Fenwick Trees (Binary Indexed Trees)
Fenwick trees give you O(log n) prefix-sum queries AND point updates in ~10 lines of code — leaner and faster in practice than a segment tree for this exact job. Learn the lowbit trick, build the tree, and know when a BIT beats everything else.
The moment you realize you need this
Here's a concrete scenario. You're building a leaderboard that tracks cumulative scores. Players update their scores constantly, and you need to answer "what is the total score of all players ranked 1 through i?" after every update. You naively tried a prefix sum array first — blazing fast for queries, but every score update meant rebuilding O(n) prefix sums. With 100k players and 500k updates a second, that's 50 billion operations per second. No.
The fix is a Fenwick tree. The update costs O(log n). The query costs O(log n). The code is shorter than what you're reading right now. And it's so cache-friendly that in practice it runs faster than a segment tree even when both are O(log n).
The lowbit trick: i & -i
Before you can understand the BIT, you need to understand one operation cold. In two's complement — the way virtually every modern CPU represents signed integers — negating a number flips all bits and adds one.
Take i = 6 (binary 0110):
- Flip all bits:
1001 - Add one:
1010
So -6 in binary is 1010. Now AND them:
0110 (6)
& 1010 (-6)
------
0010 (2)
The result is 0010 — only the lowest set bit survives. This works for any integer: when you add one to a flipped number, the carry propagates rightward until it hits the position of the original lowest set bit, restoring it and zeroing everything below. All higher bits cancel out in the AND.

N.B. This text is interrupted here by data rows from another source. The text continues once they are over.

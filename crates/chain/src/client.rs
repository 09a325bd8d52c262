//! The chain capability set consumed by the watcher, and its UniswapV2
//! implementation.

use alloy::primitives::{Address, B256, U256};
use async_trait::async_trait;
use dashmap::DashMap;
use futures::stream::{self, StreamExt};
use std::sync::Arc;
use std::time::Duration;
use tokio::sync::OnceCell;
use tracing::{debug, info, instrument, warn};

use crate::contracts::RouterContract;
use crate::error::{ChainError, ChainResult};
use crate::gas::create_gas_strategy;
use crate::provider::{ReadProvider, TokenMeta};
use crate::signer::TransactionSender;
use crate::units::{pow10, to_decimal};

/// UniswapV2 LP tokens always have 18 decimals.
pub const LP_DECIMALS: u8 = 18;

/// Concurrent factory reads while enumerating pairs.
const PAIR_SCAN_CONCURRENCY: usize = 16;

/// Raw state of one liquidity pair as seen by the account.
#[derive(Debug, Clone, PartialEq, Eq)]
pub struct PoolState {
    pub token_a: Address,
    pub token_b: Address,
    pub reserve_a: U256,
    pub reserve_b: U256,
    pub decimals_a: u8,
    pub decimals_b: u8,
    /// Account's LP balance (raw)
    pub lp_balance: U256,
    /// LP total supply (raw)
    pub total_supply: U256,
    pub lp_decimals: u8,
}

/// Result of a withdrawal request that reached a conclusion.
#[derive(Debug, Clone, Copy, PartialEq, Eq)]
pub struct WithdrawOutcome {
    pub success: bool,
    pub tx_hash: Option<B256>,
}

impl WithdrawOutcome {
    pub fn confirmed(tx_hash: B256) -> Self {
        Self {
            success: true,
            tx_hash: Some(tx_hash),
        }
    }

    pub fn nothing_to_withdraw() -> Self {
        Self {
            success: false,
            tx_hash: None,
        }
    }
}

/// Chain operations the watcher needs.
///
/// Read calls surface their first failure; `withdraw_all` retries internally
/// before giving up.
#[async_trait]
pub trait LiquidityClient: Send + Sync {
    /// Account whose positions are watched.
    fn account(&self) -> Address;

    async fn resolve_symbol(&self, token: Address) -> ChainResult<String>;

    async fn pool_state(&self, pair: Address) -> ChainResult<PoolState>;

    /// Value of one whole unit of `token` in `value_token`.
    async fn quote_unit(&self, token: Address, value_token: Address) -> ChainResult<f64>;

    /// Remove all of the account's liquidity from `pair`.
    async fn withdraw_all(&self, pair: Address) -> ChainResult<WithdrawOutcome>;

    /// Pairs where the account holds LP tokens, in factory order.
    async fn list_positions_with_balance(&self) -> ChainResult<Vec<Address>>;
}

/// Settings for [`UniswapV2Client`].
#[derive(Debug, Clone)]
pub struct ClientConfig {
    pub rpc_url: String,
    pub router: Address,
    pub factory: Address,
    pub private_key: String,
    pub chain_id: Option<u64>,
    pub gas_price_gwei: f64,
    pub max_gas_price_gwei: Option<f64>,
    pub txn_timeout: Duration,
    pub explorer_prefix: Option<String>,
    /// Total withdrawal attempts before surfacing a failure
    pub withdraw_attempts: u32,
}

/// UniswapV2 router/factory client with per-token metadata caching.
pub struct UniswapV2Client {
    reader: ReadProvider,
    router: RouterContract,
    account: Address,
    withdraw_attempts: u32,
    tokens: DashMap<Address, TokenMeta>,
    pair_tokens: DashMap<Address, (Address, Address)>,
    weth: OnceCell<Option<Address>>,
}

impl UniswapV2Client {
    /// Connect to the node and initialise the transaction sender.
    pub async fn connect(config: ClientConfig) -> ChainResult<Self> {
        let reader = ReadProvider::connect(&config.rpc_url, config.router, config.factory).await?;

        let sender = TransactionSender::builder(config.rpc_url.clone())
            .chain_id(config.chain_id)
            .gas_strategy(create_gas_strategy(
                config.gas_price_gwei,
                config.max_gas_price_gwei,
            ))
            .txn_timeout(config.txn_timeout)
            .explorer_prefix(config.explorer_prefix.clone())
            .build(&config.private_key)
            .await?;
        let account = sender.address;

        info!(
            account = %account,
            router = %config.router,
            factory = %config.factory,
            withdraw_attempts = config.withdraw_attempts,
            "UniswapV2 client ready"
        );

        Ok(Self {
            reader,
            router: RouterContract::with_sender(config.router, Arc::new(sender)),
            account,
            withdraw_attempts: config.withdraw_attempts.max(1),
            tokens: DashMap::new(),
            pair_tokens: DashMap::new(),
            weth: OnceCell::new(),
        })
    }

    async fn token_meta(&self, token: Address) -> ChainResult<TokenMeta> {
        if let Some(meta) = self.tokens.get(&token) {
            return Ok(meta.clone());
        }
        let meta = self.reader.token_meta(token).await?;
        debug!(token = %token, symbol = %meta.symbol, decimals = meta.decimals, "Token resolved");
        self.tokens.insert(token, meta.clone());
        Ok(meta)
    }

    async fn tokens_of(&self, pair: Address) -> ChainResult<(Address, Address)> {
        if let Some(tokens) = self.pair_tokens.get(&pair) {
            return Ok(*tokens);
        }
        let tokens = self.reader.pair_tokens(pair).await?;
        self.pair_tokens.insert(pair, tokens);
        Ok(tokens)
    }

    /// Wrapped native token, used as the intermediate hop when no direct pair exists.
    async fn weth(&self) -> Option<Address> {
        *self
            .weth
            .get_or_init(|| async {
                match self.reader.weth().await {
                    Ok(addr) => Some(addr),
                    Err(e) => {
                        warn!(error = %e, "Router WETH() unavailable, quoting direct routes only");
                        None
                    }
                }
            })
            .await
    }

    async fn quote_path(&self, amount_in: U256, path: Vec<Address>) -> ChainResult<U256> {
        let amounts = self.reader.amounts_out(amount_in, path).await?;
        amounts
            .last()
            .copied()
            .ok_or_else(|| ChainError::Contract("getAmountsOut returned no amounts".to_string()))
    }

    async fn withdraw_once(&self, pair: Address) -> ChainResult<WithdrawOutcome> {
        let balance = self.reader.lp_balance(pair, self.account).await?;
        if balance.is_zero() {
            warn!(pair = %pair, "No LP balance to withdraw");
            return Ok(WithdrawOutcome::nothing_to_withdraw());
        }

        let allowance = self.reader.router_allowance(pair, self.account).await?;
        if allowance < balance {
            self.router.approve_pair(pair).await?;
        }

        let (token_a, token_b) = self.tokens_of(pair).await?;
        let tx_hash = self.router.remove_liquidity(token_a, token_b, balance).await?;
        Ok(WithdrawOutcome::confirmed(tx_hash))
    }
}

#[async_trait]
impl LiquidityClient for UniswapV2Client {
    fn account(&self) -> Address {
        self.account
    }

    async fn resolve_symbol(&self, token: Address) -> ChainResult<String> {
        Ok(self.token_meta(token).await?.symbol)
    }

    async fn pool_state(&self, pair: Address) -> ChainResult<PoolState> {
        let (token_a, token_b) = self.tokens_of(pair).await?;
        let (meta_a, meta_b, reading) = tokio::try_join!(
            self.token_meta(token_a),
            self.token_meta(token_b),
            self.reader.pair_reading(pair, self.account)
        )?;

        Ok(PoolState {
            token_a,
            token_b,
            reserve_a: reading.reserve0,
            reserve_b: reading.reserve1,
            decimals_a: meta_a.decimals,
            decimals_b: meta_b.decimals,
            lp_balance: reading.lp_balance,
            total_supply: reading.total_supply,
            lp_decimals: LP_DECIMALS,
        })
    }

    async fn quote_unit(&self, token: Address, value_token: Address) -> ChainResult<f64> {
        if token == value_token {
            return Ok(1.0);
        }

        let (meta_in, meta_out) =
            tokio::try_join!(self.token_meta(token), self.token_meta(value_token))?;
        let unit = pow10(meta_in.decimals);

        let raw = match self.quote_path(unit, vec![token, value_token]).await {
            Ok(raw) => raw,
            Err(direct_err) => match self.weth().await {
                Some(weth) if weth != token && weth != value_token => {
                    debug!(
                        token = %token,
                        error = %direct_err,
                        "Direct quote failed, routing through WETH"
                    );
                    self.quote_path(unit, vec![token, weth, value_token]).await?
                }
                _ => return Err(direct_err),
            },
        };

        Ok(to_decimal(raw, meta_out.decimals))
    }

    #[instrument(skip(self), fields(account = %self.account))]
    async fn withdraw_all(&self, pair: Address) -> ChainResult<WithdrawOutcome> {
        let base_delay = Duration::from_secs(2);
        let mut last_error = None;

        for attempt in 0..self.withdraw_attempts {
            if attempt > 0 {
                let delay = base_delay * (1 << (attempt - 1).min(4));
                info!(
                    pair = %pair,
                    attempt = attempt + 1,
                    delay_ms = delay.as_millis(),
                    "Retrying withdrawal after delay"
                );
                tokio::time::sleep(delay).await;
            }

            match self.withdraw_once(pair).await {
                Ok(outcome) => return Ok(outcome),
                Err(e) => {
                    warn!(
                        pair = %pair,
                        attempt = attempt + 1,
                        error = %e,
                        "Withdrawal attempt failed"
                    );
                    last_error = Some(e);
                }
            }
        }

        Err(last_error
            .unwrap_or_else(|| ChainError::Config("withdrawal attempts must be at least 1".into())))
    }

    async fn list_positions_with_balance(&self) -> ChainResult<Vec<Address>> {
        let count = self.reader.pair_count().await?;
        info!(pairs = count, account = %self.account, "Scanning factory for LP balances");

        let account = self.account;
        let reader = &self.reader;
        let found: Vec<Option<Address>> = stream::iter(0..count)
            .map(|index| async move {
                let pair = reader.pair_at(index).await?;
                let balance = reader.lp_balance(pair, account).await?;
                Ok::<_, ChainError>((pair, balance))
            })
            .buffered(PAIR_SCAN_CONCURRENCY)
            .enumerate()
            .map(|(index, result)| match result {
                Ok((pair, balance)) if !balance.is_zero() => Some(pair),
                Ok(_) => None,
                Err(e) => {
                    warn!(index = index, error = %e, "Skipping pair during scan");
                    None
                }
            })
            .collect()
            .await;

        let pairs: Vec<Address> = found.into_iter().flatten().collect();
        info!(positions = pairs.len(), "Factory scan complete");
        Ok(pairs)
    }
}

#[cfg(test)]
mod tests {
    use super::*;

    #[test]
    fn test_withdraw_outcome_constructors() {
        let hash = B256::repeat_byte(7);
        let ok = WithdrawOutcome::confirmed(hash);
        assert!(ok.success);
        assert_eq!(ok.tx_hash, Some(hash));

        let none = WithdrawOutcome::nothing_to_withdraw();
        assert!(!none.success);
        assert!(none.tx_hash.is_none());
    }

    #[tokio::test]
    #[ignore] // Requires network and a funded key in WATCHER_TEST_KEY
    async fn test_client_reads_pool() {
        let key = std::env::var("WATCHER_TEST_KEY").unwrap();
        let client = UniswapV2Client::connect(ClientConfig {
            rpc_url: "https://api.harmony.one/".to_string(),
            router: "0x1b02dA8Cb0d097eB8D57A175b88c7D8b47997506".parse().unwrap(),
            factory: "0xc35DADB65012eC5796536bD9864eD8773aBc74C4".parse().unwrap(),
            private_key: key,
            chain_id: None,
            gas_price_gwei: 30.0,
            max_gas_price_gwei: None,
            txn_timeout: Duration::from_secs(60),
            explorer_prefix: None,
            withdraw_attempts: 3,
        })
        .await
        .unwrap();

        let pairs = client.list_positions_with_balance().await.unwrap();
        for pair in pairs {
            let state = client.pool_state(pair).await.unwrap();
            assert_eq!(state.lp_decimals, LP_DECIMALS);
            assert!(!state.total_supply.is_zero());
        }
    }
}
//! OS signal handling.
//!
//! SIGINT and SIGTERM both request a graceful shutdown. Children are tasks,
//! not processes, so nothing needs reaping.

/// Resolve when the process is asked to stop.
pub async fn wait_for_shutdown_signal() {
    let ctrl_c = async {
        if let Err(e) = tokio::signal::ctrl_c().await {
            tracing::error!(error = %e, "Failed to listen for Ctrl+C");
            std::future::pending::<()>().await;
        }
    };

    #[cfg(unix)]
    let terminate = async {
        use tokio::signal::unix::{signal, SignalKind};
        match signal(SignalKind::terminate()) {
            Ok(mut stream) => {
                stream.recv().await;
            }
            Err(e) => {
                tracing::error!(error = %e, "Failed to install SIGTERM handler");
                std::future::pending::<()>().await;
            }
        }
    };

    #[cfg(not(unix))]
    let terminate = std::future::pending::<()>();

    tokio::select! {
        _ = ctrl_c => tracing::info!("Received SIGINT"),
        _ = terminate => tracing::info!("Received SIGTERM"),
    }
}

What does i & -i give you?
| i (decimal) | i (binary) | i & -i | meaning |
|---|---|---|---|
| 1 | 0001 | 1 | covers 1 element |
| 2 | 0010 | 2 | covers 2 elements |
| 3 | 0011 | 1 | covers 1 element |
| 4 | 0100 | 4 | covers 4 elements |
| 5 | 0101 | 1 | covers 1 element |
| 6 | 0110 | 2 | covers 2 elements |
| 7 | 0111 | 1 | covers 1 element |
| 8 | 1000 | 8 | covers 8 elements |
This is the entire BIT in one table. BIT[i] stores the sum of i & -i elements ending at index i. The ranges never overlap in a way that would make a query hit the same bucket twice. And because each step either adds or subtracts i & -i from i, you traverse at most log n nodes — one per bit.
The responsibility ranges, visualized
Let's make the ranges concrete for an 8-element array [3, 1, 4, 1, 5, 9, 2, 6]:
graph TD
subgraph "BIT structure: which elements each node owns"
B8["BIT[8] = sum[1..8] = 31\n(owns 8 elements)"]
B4["BIT[4] = sum[1..4] = 9\n(owns 4 elements)"]
B6["BIT[6] = sum[5..6] = 14\n(owns 2 elements)"]
B2["BIT[2] = sum[1..2] = 4\n(owns 2 elements)"]
B1["BIT[1] = arr[1] = 3\n(owns 1 element)"]
B3["BIT[3] = arr[3] = 4\n(owns 1 element)"]
B5["BIT[5] = arr[5] = 5\n(owns 1 element)"]
B7["BIT[7] = arr[7] = 2\n(owns 1 element)"]
B8 --> B4
B8 --> B6
B4 --> B2
B4 --> B3
B6 --> B5
B6 --> B7
B2 --> B1
end
style B8 fill:#00ff9d,color:#0a0a0f
style B4 fill:#7c5cff,color:#fff
style B6 fill:#7c5cff,color:#fff
style B2 fill:#22d3ee,color:#0a0a0f
Now watch what happens when you query prefix(7) — the sum of the first 7 elements. Starting at i = 7:
i = 7(binary111):7 & -7 = 1. AddBIT[7](covers justarr[7]). Move:7 - 1 = 6.i = 6(binary110):6 & -6 = 2. AddBIT[6](coversarr[5..6]). Move:6 - 2 = 4.i = 4(binary100):4 & -4 = 4. AddBIT[4](coversarr[1..4]). Move:4 - 4 = 0.i = 0: stop.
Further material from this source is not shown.